TASK DETAILS — Find how many lines in the material hold the word "ApiResult", then state that number and nothing more.
INPUT RECORDS: Begin
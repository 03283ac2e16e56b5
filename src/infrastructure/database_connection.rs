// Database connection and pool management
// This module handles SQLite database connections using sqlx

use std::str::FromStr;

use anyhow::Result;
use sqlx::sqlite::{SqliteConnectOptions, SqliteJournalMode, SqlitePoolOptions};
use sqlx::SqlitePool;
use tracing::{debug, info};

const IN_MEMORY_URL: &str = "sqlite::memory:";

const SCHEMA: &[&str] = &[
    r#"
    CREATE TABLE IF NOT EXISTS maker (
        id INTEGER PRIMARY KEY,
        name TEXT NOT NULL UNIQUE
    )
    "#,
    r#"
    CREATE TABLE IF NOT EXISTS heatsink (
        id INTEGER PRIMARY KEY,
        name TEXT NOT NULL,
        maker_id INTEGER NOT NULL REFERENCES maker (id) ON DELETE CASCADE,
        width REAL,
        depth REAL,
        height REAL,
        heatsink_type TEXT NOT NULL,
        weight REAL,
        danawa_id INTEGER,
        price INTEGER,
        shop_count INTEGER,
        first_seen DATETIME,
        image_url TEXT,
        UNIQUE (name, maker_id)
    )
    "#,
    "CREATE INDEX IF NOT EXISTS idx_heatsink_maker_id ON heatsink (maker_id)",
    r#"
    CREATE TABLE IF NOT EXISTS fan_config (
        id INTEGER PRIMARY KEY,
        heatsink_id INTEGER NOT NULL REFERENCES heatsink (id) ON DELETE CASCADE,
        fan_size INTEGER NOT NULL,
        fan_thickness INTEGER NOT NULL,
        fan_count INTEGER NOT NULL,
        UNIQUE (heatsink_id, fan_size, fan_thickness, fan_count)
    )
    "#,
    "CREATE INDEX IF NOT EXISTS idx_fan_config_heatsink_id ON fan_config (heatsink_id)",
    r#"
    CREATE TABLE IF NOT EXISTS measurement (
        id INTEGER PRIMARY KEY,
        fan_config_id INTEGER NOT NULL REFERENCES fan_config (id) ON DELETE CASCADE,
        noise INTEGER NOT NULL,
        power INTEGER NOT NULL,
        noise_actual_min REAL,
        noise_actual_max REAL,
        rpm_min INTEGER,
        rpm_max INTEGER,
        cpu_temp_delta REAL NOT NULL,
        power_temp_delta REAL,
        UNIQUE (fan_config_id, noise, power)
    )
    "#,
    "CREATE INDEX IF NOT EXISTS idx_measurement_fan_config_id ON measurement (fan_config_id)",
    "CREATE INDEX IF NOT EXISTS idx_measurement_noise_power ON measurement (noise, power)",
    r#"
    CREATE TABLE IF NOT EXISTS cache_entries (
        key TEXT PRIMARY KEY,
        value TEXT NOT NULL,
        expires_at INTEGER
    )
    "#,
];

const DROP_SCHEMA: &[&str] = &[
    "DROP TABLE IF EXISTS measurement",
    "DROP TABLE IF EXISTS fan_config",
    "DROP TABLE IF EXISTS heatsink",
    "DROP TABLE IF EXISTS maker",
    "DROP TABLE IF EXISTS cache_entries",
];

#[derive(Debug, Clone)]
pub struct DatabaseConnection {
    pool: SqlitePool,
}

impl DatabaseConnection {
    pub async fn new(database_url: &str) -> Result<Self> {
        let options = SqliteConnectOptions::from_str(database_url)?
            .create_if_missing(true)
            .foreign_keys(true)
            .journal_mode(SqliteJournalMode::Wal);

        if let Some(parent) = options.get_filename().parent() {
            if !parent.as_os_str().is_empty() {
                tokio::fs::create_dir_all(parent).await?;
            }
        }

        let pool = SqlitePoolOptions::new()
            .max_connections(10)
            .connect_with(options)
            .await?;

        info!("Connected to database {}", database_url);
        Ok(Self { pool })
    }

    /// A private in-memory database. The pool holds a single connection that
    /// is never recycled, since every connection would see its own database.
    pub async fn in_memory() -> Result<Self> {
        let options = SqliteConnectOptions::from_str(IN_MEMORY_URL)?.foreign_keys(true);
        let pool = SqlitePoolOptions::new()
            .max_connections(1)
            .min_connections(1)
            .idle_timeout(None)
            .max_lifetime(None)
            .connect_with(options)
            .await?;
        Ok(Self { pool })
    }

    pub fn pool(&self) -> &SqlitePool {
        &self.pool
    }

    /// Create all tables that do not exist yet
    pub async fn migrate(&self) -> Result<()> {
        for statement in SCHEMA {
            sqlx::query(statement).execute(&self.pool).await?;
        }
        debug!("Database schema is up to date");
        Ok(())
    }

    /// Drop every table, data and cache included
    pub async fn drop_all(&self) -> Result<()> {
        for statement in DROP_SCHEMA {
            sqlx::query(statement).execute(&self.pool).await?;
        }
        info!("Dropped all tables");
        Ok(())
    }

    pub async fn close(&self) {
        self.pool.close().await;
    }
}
INPUT RECORDS: End
INPUT RECORDS: Begin
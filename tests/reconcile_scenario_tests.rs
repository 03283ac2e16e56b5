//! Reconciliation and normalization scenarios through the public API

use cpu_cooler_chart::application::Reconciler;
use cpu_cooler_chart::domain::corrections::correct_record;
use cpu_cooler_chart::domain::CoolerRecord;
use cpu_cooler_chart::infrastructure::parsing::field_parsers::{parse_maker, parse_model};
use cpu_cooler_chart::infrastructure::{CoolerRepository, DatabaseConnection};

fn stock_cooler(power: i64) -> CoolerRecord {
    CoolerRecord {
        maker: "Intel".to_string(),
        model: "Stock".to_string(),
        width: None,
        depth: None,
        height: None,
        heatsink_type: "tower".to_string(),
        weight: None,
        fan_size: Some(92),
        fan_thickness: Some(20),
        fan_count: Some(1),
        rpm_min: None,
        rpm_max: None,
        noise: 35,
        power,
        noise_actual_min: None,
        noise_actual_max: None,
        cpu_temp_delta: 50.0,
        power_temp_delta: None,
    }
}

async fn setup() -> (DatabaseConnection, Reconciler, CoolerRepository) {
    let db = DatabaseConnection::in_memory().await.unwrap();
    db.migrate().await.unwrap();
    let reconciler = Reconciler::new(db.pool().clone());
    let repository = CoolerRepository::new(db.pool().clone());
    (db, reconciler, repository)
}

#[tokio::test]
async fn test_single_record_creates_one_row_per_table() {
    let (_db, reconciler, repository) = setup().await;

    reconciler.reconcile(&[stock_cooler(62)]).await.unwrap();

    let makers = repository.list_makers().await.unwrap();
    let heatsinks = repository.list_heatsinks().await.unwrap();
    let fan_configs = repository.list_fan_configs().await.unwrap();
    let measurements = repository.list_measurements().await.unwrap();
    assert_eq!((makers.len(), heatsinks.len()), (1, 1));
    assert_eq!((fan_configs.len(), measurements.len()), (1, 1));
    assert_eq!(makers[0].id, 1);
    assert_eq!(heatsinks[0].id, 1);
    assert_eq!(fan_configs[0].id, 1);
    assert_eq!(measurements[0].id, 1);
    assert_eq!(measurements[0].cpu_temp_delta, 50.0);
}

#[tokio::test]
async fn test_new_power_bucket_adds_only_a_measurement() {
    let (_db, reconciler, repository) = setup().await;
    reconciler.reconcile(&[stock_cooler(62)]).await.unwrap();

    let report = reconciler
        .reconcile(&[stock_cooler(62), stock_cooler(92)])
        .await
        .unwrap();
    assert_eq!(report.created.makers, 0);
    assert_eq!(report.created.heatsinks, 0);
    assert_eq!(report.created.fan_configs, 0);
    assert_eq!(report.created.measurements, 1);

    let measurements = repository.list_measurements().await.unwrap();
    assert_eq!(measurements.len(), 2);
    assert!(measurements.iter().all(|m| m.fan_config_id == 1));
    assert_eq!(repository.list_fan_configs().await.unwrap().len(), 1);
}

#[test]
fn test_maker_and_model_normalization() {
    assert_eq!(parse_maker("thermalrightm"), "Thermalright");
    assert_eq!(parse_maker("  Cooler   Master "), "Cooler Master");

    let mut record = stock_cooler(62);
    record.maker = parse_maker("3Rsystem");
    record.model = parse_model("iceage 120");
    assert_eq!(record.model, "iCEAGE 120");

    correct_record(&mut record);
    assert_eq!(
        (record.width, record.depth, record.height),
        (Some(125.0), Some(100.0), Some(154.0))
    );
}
INPUT RECORDS: End
INPUT RECORDS: Begin
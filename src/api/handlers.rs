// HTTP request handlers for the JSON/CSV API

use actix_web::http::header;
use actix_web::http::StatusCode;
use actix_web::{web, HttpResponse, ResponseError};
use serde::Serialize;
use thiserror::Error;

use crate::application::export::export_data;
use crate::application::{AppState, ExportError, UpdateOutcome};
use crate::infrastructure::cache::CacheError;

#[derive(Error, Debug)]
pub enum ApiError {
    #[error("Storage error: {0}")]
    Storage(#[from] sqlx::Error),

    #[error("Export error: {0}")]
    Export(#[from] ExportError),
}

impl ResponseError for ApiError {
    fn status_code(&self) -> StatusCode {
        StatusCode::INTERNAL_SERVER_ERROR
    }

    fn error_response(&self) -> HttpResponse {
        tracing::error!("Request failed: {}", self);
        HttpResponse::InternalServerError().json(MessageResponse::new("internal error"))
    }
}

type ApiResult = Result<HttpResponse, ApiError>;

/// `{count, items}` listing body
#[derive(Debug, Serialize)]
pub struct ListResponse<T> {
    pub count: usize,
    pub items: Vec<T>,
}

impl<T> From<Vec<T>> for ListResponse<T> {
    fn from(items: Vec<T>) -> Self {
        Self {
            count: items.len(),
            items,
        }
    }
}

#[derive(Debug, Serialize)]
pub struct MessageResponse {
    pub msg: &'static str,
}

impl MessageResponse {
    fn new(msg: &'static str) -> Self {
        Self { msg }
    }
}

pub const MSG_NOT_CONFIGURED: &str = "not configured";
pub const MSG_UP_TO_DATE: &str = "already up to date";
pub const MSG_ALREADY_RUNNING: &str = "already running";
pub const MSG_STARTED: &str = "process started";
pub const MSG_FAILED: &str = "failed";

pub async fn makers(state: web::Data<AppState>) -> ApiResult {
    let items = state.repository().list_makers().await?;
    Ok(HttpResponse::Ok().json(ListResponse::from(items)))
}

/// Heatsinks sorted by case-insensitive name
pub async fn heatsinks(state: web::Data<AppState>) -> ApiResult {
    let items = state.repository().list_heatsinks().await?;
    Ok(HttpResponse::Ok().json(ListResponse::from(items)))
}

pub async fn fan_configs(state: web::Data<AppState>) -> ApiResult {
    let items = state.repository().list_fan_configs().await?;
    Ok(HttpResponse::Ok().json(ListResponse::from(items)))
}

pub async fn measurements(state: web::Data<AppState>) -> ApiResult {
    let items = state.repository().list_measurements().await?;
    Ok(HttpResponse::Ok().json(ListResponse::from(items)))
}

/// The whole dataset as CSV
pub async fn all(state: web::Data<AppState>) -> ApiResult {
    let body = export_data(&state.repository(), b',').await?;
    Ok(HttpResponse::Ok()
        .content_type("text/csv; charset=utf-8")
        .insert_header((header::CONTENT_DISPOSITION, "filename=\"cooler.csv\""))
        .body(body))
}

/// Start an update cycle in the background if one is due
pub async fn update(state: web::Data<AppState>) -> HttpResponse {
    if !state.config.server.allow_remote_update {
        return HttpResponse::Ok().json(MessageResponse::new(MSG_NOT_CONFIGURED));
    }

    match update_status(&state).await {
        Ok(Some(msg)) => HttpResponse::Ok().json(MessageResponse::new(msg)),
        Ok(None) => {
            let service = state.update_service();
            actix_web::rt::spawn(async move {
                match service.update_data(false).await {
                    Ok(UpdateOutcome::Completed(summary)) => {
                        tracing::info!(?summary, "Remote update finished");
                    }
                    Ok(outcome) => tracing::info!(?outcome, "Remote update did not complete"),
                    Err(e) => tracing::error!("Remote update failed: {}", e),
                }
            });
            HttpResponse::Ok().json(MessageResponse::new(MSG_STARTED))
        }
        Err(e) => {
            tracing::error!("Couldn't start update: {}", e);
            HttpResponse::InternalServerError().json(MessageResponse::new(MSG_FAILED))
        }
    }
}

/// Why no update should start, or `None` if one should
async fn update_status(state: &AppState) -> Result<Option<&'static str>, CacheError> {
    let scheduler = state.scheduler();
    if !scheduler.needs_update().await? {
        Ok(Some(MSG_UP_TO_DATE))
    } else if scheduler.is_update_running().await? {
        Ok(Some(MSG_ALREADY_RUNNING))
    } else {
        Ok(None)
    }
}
INPUT RECORDS: End
COMPLETED EXERCISE — 6